This section is from the book "Hill's Manual Of Social And Business Forms: A Guide To Correct Writing", by Thos. E. Hill. Also available from Amazon: Hill's Manual Of Social And Business Forms: The How-To-Do-Everything Book Of Victorian America.
It is a public occasion. Coming- to the front, upon the stage, confident, easy and natural, with manuscript held in the left hand, that the right may be free for gesture if required, the lady reads her essay; the exercise being effective by originality of composition, fitting words, new and important thoughts, appropriateness, ease, and clearness of enunciation.
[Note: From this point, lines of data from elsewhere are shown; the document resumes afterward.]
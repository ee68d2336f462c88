use quickview_core::{CoreError, VariantId};
use thiserror::Error;

#[derive(Debug, Error)]
pub enum StorefrontError {
    #[error("HTTP error: {0}")]
    Http(#[from] reqwest::Error),

    #[error("JSON deserialization error for {context}: {source}")]
    Deserialize {
        context: String,
        #[source]
        source: serde_json::Error,
    },

    #[error("could not decode product {handle}: {source}")]
    Decode {
        handle: String,
        #[source]
        source: DecodeError,
    },

    #[error("rate limited by {domain} (retry after {retry_after_secs}s)")]
    RateLimited {
        domain: String,
        retry_after_secs: u64,
    },

    #[error("endpoint not found: {url}")]
    NotFound { url: String },

    #[error("unexpected HTTP status {status} from {url}")]
    UnexpectedStatus { status: u16, url: String },

    /// The cart endpoint refused the line, e.g. sold out or quantity limit.
    /// `description` is Shopify's shopper-facing text, passed through as-is.
    #[error("{message}: {description}")]
    CartRejected {
        status: u16,
        message: String,
        description: String,
    },

    #[error("invalid store URL \"{store_url}\": {reason}")]
    InvalidStoreUrl { store_url: String, reason: String },
}

/// Failure to turn an opaque product payload into a [`quickview_core::Product`].
#[derive(Debug, Error)]
pub enum DecodeError {
    #[error("payload is empty")]
    Empty,

    #[error("payload is not valid JSON: {0}")]
    Json(#[source] serde_json::Error),

    #[error("variant {variant} has an unreadable price \"{raw}\"")]
    InvalidPrice { variant: VariantId, raw: String },

    #[error("payload violates the product model: {0}")]
    Invalid(#[from] CoreError),
}
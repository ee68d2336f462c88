pub mod client;
pub mod decode;
pub mod error;
pub mod orchestrator;
mod rate_limit;
pub mod storefront;
pub mod types;

pub use client::StorefrontClient;
pub use decode::{decode_block, decode_product, ProductBlock};
pub use error::{DecodeError, StorefrontError};
pub use orchestrator::{
    CartAddOrchestrator, CompanionStatus, SubmitError, SubmitOutcome, SubmitState,
};
pub use storefront::Storefront;
pub use types::CartItem;
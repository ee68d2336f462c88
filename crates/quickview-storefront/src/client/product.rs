//! `GET /products/{handle}.js`.

use quickview_core::Product;

use crate::decode::decode_product;
use crate::error::StorefrontError;

use super::StorefrontClient;

impl StorefrontClient {
    /// Looks up a product by handle, retrying transient failures.
    ///
    /// # Errors
    ///
    /// - [`StorefrontError::NotFound`] on HTTP 404 (not retried).
    /// - [`StorefrontError::RateLimited`] on HTTP 429 after all retries.
    ///   Each retry waits at least as long as the store's `Retry-After`.
    /// - [`StorefrontError::UnexpectedStatus`] for any other non-2xx status.
    /// - [`StorefrontError::Http`] on network failure after all retries.
    /// - [`StorefrontError::Decode`] if the body is not a usable product.
    pub async fn fetch_product(&self, handle: &str) -> Result<Product, StorefrontError> {
        let url = self.product_url(handle);
        let what = format!("product {handle}");

        self.retry.run(&what, || {
            let url = url.clone();
            async move {
                tracing::debug!(handle, %url, "fetching product");
                let response = self
                    .client
                    .get(&url)
                    .header(reqwest::header::ACCEPT, "application/json")
                    .send()
                    .await?;
                let status = response.status();

                if status == reqwest::StatusCode::TOO_MANY_REQUESTS {
                    return Err(StorefrontError::RateLimited {
                        domain: self.domain(),
                        retry_after_secs: Self::retry_after_secs(&response),
                    });
                }

                if status == reqwest::StatusCode::NOT_FOUND {
                    return Err(StorefrontError::NotFound { url });
                }

                if !status.is_success() {
                    return Err(StorefrontError::UnexpectedStatus {
                        status: status.as_u16(),
                        url,
                    });
                }

                let body = response.text().await?;
                decode_product(&body).map_err(|source| StorefrontError::Decode {
                    handle: handle.to_owned(),
                    source,
                })
            }
        })
        .await
    }
}
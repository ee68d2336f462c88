mod add;
mod inspect;

use std::path::PathBuf;

use clap::{Parser, Subcommand};
use tracing_subscriber::EnvFilter;

#[derive(Debug, Parser)]
#[command(name = "quickview")]
#[command(about = "Storefront quick-view: resolve variants and add them to the cart")]
struct Cli {
    #[command(subcommand)]
    command: Option<Commands>,
}

#[derive(Debug, Subcommand)]
enum Commands {
    /// Fetch a product and list its option axes and variants
    Product {
        /// Product handle, e.g. `classic-tee`
        handle: String,
    },
    /// Resolve a selection to a variant and show what the popup would render
    Resolve {
        handle: String,

        /// Option values in axis order; unspecified axes keep their default
        #[arg(long = "option", value_name = "VALUE")]
        options: Vec<String>,
    },
    /// Add the resolved variant to the cart, applying the companion rule
    Add {
        handle: String,

        /// Option values in axis order; unspecified axes keep their default
        #[arg(long = "option", value_name = "VALUE")]
        options: Vec<String>,

        /// Show what would be submitted without sending any cart request
        #[arg(long)]
        dry_run: bool,
    },
    /// Decode a product payload file (full product or bare variant array)
    Decode {
        path: PathBuf,
    },
}

#[tokio::main]
async fn main() -> anyhow::Result<()> {
    dotenvy::dotenv().ok();
    // `decode` works offline, so a missing store config is only an error
    // for the commands that talk to the store.
    let config = quickview_core::load_app_config();
    let log_level = config.as_ref().map_or("info", |c| c.log_level.as_str());
    let env_filter =
        EnvFilter::try_from_default_env().or_else(|_| EnvFilter::try_new(log_level))?;
    tracing_subscriber::fmt()
        .with_env_filter(env_filter)
        .with_writer(std::io::stderr)
        .init();

    let cli = Cli::parse();
    match cli.command {
        Some(Commands::Product { handle }) => inspect::run_product(&config?, &handle).await?,
        Some(Commands::Resolve { handle, options }) => {
            inspect::run_resolve(&config?, &handle, &options).await?;
        }
        Some(Commands::Add {
            handle,
            options,
            dry_run,
        }) => add::run_add(&config?, &handle, &options, dry_run).await?,
        Some(Commands::Decode { path }) => {
            let currency = config
                .as_ref()
                .map_or_else(|_| quickview_core::load_currency(), |c| c.currency.clone());
            inspect::run_decode(&path, &currency)?;
        }
        None => println!("no command given; see `quickview --help`"),
    }

    Ok(())
}
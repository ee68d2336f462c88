//! `POST /cart/add.js`.

use quickview_core::CartLineRequest;

use crate::error::StorefrontError;
use crate::types::{CartErrorBody, CartItem};

use super::StorefrontClient;

impl StorefrontClient {
    /// Adds one line to the session's cart.
    ///
    /// Attempted exactly once regardless of `max_retries`: a repeated add
    /// after an ambiguous failure could double the line.
    ///
    /// # Errors
    ///
    /// - [`StorefrontError::CartRejected`] when the store answers non-2xx
    ///   with its JSON error envelope (sold out, quantity limits).
    /// - [`StorefrontError::RateLimited`] on HTTP 429.
    /// - [`StorefrontError::UnexpectedStatus`] for any other non-2xx status.
    /// - [`StorefrontError::Http`] on network or TLS failure.
    /// - [`StorefrontError::Deserialize`] if the success body is not a line item.
    pub async fn add_to_cart(&self, line: CartLineRequest) -> Result<CartItem, StorefrontError> {
        let url = self.cart_add_url();
        tracing::debug!(
            variant_id = %line.id,
            quantity = line.quantity.get(),
            %url,
            "adding line to cart"
        );

        let response = self
            .client
            .post(&url)
            .header(reqwest::header::ACCEPT, "application/json")
            .json(&line)
            .send()
            .await?;
        let status = response.status();

        if status == reqwest::StatusCode::TOO_MANY_REQUESTS {
            return Err(StorefrontError::RateLimited {
                domain: self.domain(),
                retry_after_secs: Self::retry_after_secs(&response),
            });
        }

        if !status.is_success() {
            let body = response.text().await.unwrap_or_default();
            return Err(cart_failure(status.as_u16(), &body, url));
        }

        let body = response.text().await?;
        serde_json::from_str::<CartItem>(&body).map_err(|e| StorefrontError::Deserialize {
            context: format!("cart add response for variant {}", line.id),
            source: e,
        })
    }
}

/// Maps a non-2xx cart response to an error, keeping Shopify's own wording
/// when the body carries it.
fn cart_failure(status: u16, body: &str, url: String) -> StorefrontError {
    match serde_json::from_str::<CartErrorBody>(body) {
        Ok(CartErrorBody {
            message,
            description,
        }) if message.is_some() || description.is_some() => StorefrontError::CartRejected {
            status,
            message: message.unwrap_or_else(|| "Cart Error".to_owned()),
            description: description.unwrap_or_default(),
        },
        _ => StorefrontError::UnexpectedStatus { status, url },
    }
}
//! A stand-in for the graph API, listening on an ephemeral local port.
//!
//! Every endpoint answers with a canned response, and every request is recorded so tests can
//! check which endpoints were called and with which query string.

use std::collections::HashMap;
use std::net::{SocketAddr, TcpListener};
use std::sync::{Arc, Mutex};

use axum::{
    extract::State,
    http::{header, StatusCode, Uri},
    response::{IntoResponse, Response},
    Router,
};
use tokio::task::JoinHandle;

/// The route prefix used by the static test configuration.
pub const ROUTE_PATH: &str = "/nodegraphds";

pub const FIELDS_ENDPOINT: &str = "/api/graph/fields";
pub const DATA_ENDPOINT: &str = "/api/graph/data";
pub const HEALTH_ENDPOINT: &str = "/api/health";

#[derive(Debug, Clone)]
pub struct MockResponse {
    pub status: StatusCode,
    pub body: String,
}

impl MockResponse {
    pub fn json(status: u16, body: &serde_json::Value) -> Self {
        Self::text(status, body.to_string())
    }

    pub fn text(status: u16, body: impl Into<String>) -> Self {
        MockResponse {
            status: StatusCode::from_u16(status).expect("invalid status code"),
            body: body.into(),
        }
    }

    pub fn ok() -> Self {
        Self::text(200, "")
    }
}

/// A request received by the mock.
#[derive(Debug, Clone, PartialEq, Eq)]
pub struct RecordedRequest {
    /// The path without the route prefix.
    pub endpoint: String,
    /// The raw query string, if there was one.
    pub query: Option<String>,
}

#[derive(Debug, Clone, Default)]
pub struct MockGraphApi {
    responses: HashMap<String, MockResponse>,
}

impl MockGraphApi {
    pub fn new() -> Self {
        Self::default()
    }

    pub fn with_fields(self, body: &serde_json::Value) -> Self {
        self.with_response(FIELDS_ENDPOINT, MockResponse::json(200, body))
    }

    pub fn with_data(self, body: &serde_json::Value) -> Self {
        self.with_response(DATA_ENDPOINT, MockResponse::json(200, body))
    }

    pub fn with_health(self, response: MockResponse) -> Self {
        self.with_response(HEALTH_ENDPOINT, response)
    }

    pub fn with_response(mut self, endpoint: &str, response: MockResponse) -> Self {
        self.responses.insert(endpoint.to_string(), response);
        self
    }

    /// Answer `endpoint` differently when it is called with exactly this query string.
    pub fn with_query_response(
        mut self,
        endpoint: &str,
        query: &str,
        response: MockResponse,
    ) -> Self {
        self.responses.insert(format!("{endpoint}?{query}"), response);
        self
    }

    /// Start serving. Must be called from within a Tokio runtime.
    pub fn spawn(self) -> RunningMockGraphApi {
        let listener = TcpListener::bind("127.0.0.1:0").expect("unable to bind mock graph API");
        let address = listener.local_addr().expect("mock graph API has no address");

        let requests = Arc::new(Mutex::new(Vec::new()));
        let state = MockState {
            responses: Arc::new(self.responses),
            requests: Arc::clone(&requests),
        };
        let router = Router::new().fallback(respond).with_state(state);

        let server = axum::Server::from_tcp(listener)
            .expect("unable to serve mock graph API")
            .serve(router.into_make_service());
        let handle = tokio::spawn(async move {
            if let Err(error) = server.await {
                tracing::error!(%error, "mock graph API stopped");
            }
        });

        RunningMockGraphApi {
            address,
            requests,
            handle,
        }
    }
}

#[derive(Clone)]
struct MockState {
    responses: Arc<HashMap<String, MockResponse>>,
    requests: Arc<Mutex<Vec<RecordedRequest>>>,
}

async fn respond(State(state): State<MockState>, uri: Uri) -> Response {
    let endpoint = uri
        .path()
        .strip_prefix(ROUTE_PATH)
        .unwrap_or(uri.path())
        .to_string();

    let query = uri.query().map(ToString::to_string);
    state.requests.lock().unwrap().push(RecordedRequest {
        endpoint: endpoint.clone(),
        query: query.clone(),
    });

    let response = query
        .and_then(|query| state.responses.get(&format!("{endpoint}?{query}")))
        .or_else(|| state.responses.get(&endpoint));

    match response {
        Some(response) => (
            response.status,
            [(header::CONTENT_TYPE, "application/json")],
            response.body.clone(),
        )
            .into_response(),
        None => StatusCode::NOT_FOUND.into_response(),
    }
}

/// A running mock. The server stops when this is dropped.
pub struct RunningMockGraphApi {
    address: SocketAddr,
    requests: Arc<Mutex<Vec<RecordedRequest>>>,
    handle: JoinHandle<()>,
}

impl RunningMockGraphApi {
    /// The base URL, without the route prefix.
    pub fn url(&self) -> String {
        format!("http://{}", self.address)
    }

    pub fn requests(&self) -> Vec<RecordedRequest> {
        self.requests.lock().unwrap().clone()
    }

    pub fn requests_to(&self, endpoint: &str) -> Vec<RecordedRequest> {
        self.requests()
            .into_iter()
            .filter(|request| request.endpoint == endpoint)
            .collect()
    }
}

impl Drop for RunningMockGraphApi {
    fn drop(&mut self) {
        self.handle.abort();
    }
}

/// A URL on which nothing is listening.
pub fn unreachable_url() -> String {
    let listener = TcpListener::bind("127.0.0.1:0").expect("unable to bind");
    let address = listener.local_addr().expect("listener has no address");
    drop(listener);
    format!("http://{address}")
}
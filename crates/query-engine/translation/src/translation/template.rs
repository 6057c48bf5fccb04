//! Substitute dashboard variables into the query text.
//!
//! Recognised forms are `$name`, `${name}`, `${name:format}` and `[[name]]`. Variables that are
//! not in scope are left as written.

use std::collections::BTreeMap;

use once_cell::sync::Lazy;
use regex::{Captures, Regex};
use serde::{Deserialize, Serialize};
use serde_json::Value;

static VARIABLE: Lazy<Regex> = Lazy::new(|| {
    Regex::new(r"\$(\w+)|\[\[(\w+?)(?::(\w+))?\]\]|\$\{(\w+)(?::([^}]+))?\}")
        .expect("variable pattern is valid")
});

/// The current value of one dashboard variable.
#[derive(Debug, Clone, PartialEq, Default, Serialize, Deserialize)]
pub struct ScopedVar {
    #[serde(default, skip_serializing_if = "Option::is_none")]
    pub text: Option<Value>,
    #[serde(default)]
    pub value: Value,
}

impl ScopedVar {
    pub fn new(value: impl Into<Value>) -> Self {
        ScopedVar {
            text: None,
            value: value.into(),
        }
    }
}

pub type ScopedVars = BTreeMap<String, ScopedVar>;

/// Replace every in-scope variable of `query` by its formatted value.
pub fn interpolate(query: &str, scoped_vars: &ScopedVars) -> String {
    if scoped_vars.is_empty() {
        return query.to_string();
    }

    VARIABLE
        .replace_all(query, |captures: &Captures| {
            let name = captures
                .get(1)
                .or_else(|| captures.get(2))
                .or_else(|| captures.get(4))
                .map_or("", |name| name.as_str());
            let format = captures
                .get(3)
                .or_else(|| captures.get(5))
                .map(|format| format.as_str());

            match scoped_vars.get(name) {
                Some(variable) => format_value(&variable.value, format),
                None => captures[0].to_string(),
            }
        })
        .into_owned()
}

fn format_value(value: &Value, format: Option<&str>) -> String {
    match value {
        Value::Null => String::new(),
        Value::String(text) => match format {
            Some("json") => value.to_string(),
            _ => text.clone(),
        },
        Value::Bool(_) | Value::Number(_) | Value::Object(_) => value.to_string(),
        Value::Array(values) => {
            if format == Some("json") {
                return value.to_string();
            }
            let mut parts: Vec<String> = values
                .iter()
                .map(|value| format_value(value, None))
                .collect();
            match format {
                Some("csv" | "raw") => parts.join(","),
                Some("pipe") => parts.join("|"),
                _ if parts.len() == 1 => parts.remove(0),
                _ => format!("{{{}}}", parts.join(",")),
            }
        }
    }
}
Self-possession is manifest in every tone and gesture.
The use of compositions in village lyceums, or debating clubs, is productive not only of much genuine recreation, but is really a beneficial practice, especially if each paper is submitted to honest criticism as to its construction, after it has been read. Errors are thus corrected, and suggestions are made that tend greatly to improvement in all future productions.
Those who desire to excel in the composition of an essay, which is one of the noblest forms of literary production, will find the works of Joseph Addison, Dr. Samuel Johnson, Oliver Goldsmith and Lord Macaulay excellent models to study. Their clear-cut sentences, breathing wit, humor, sentiment and elevated thought, are delightful reading, and in beauty of construction cannot be surpassed.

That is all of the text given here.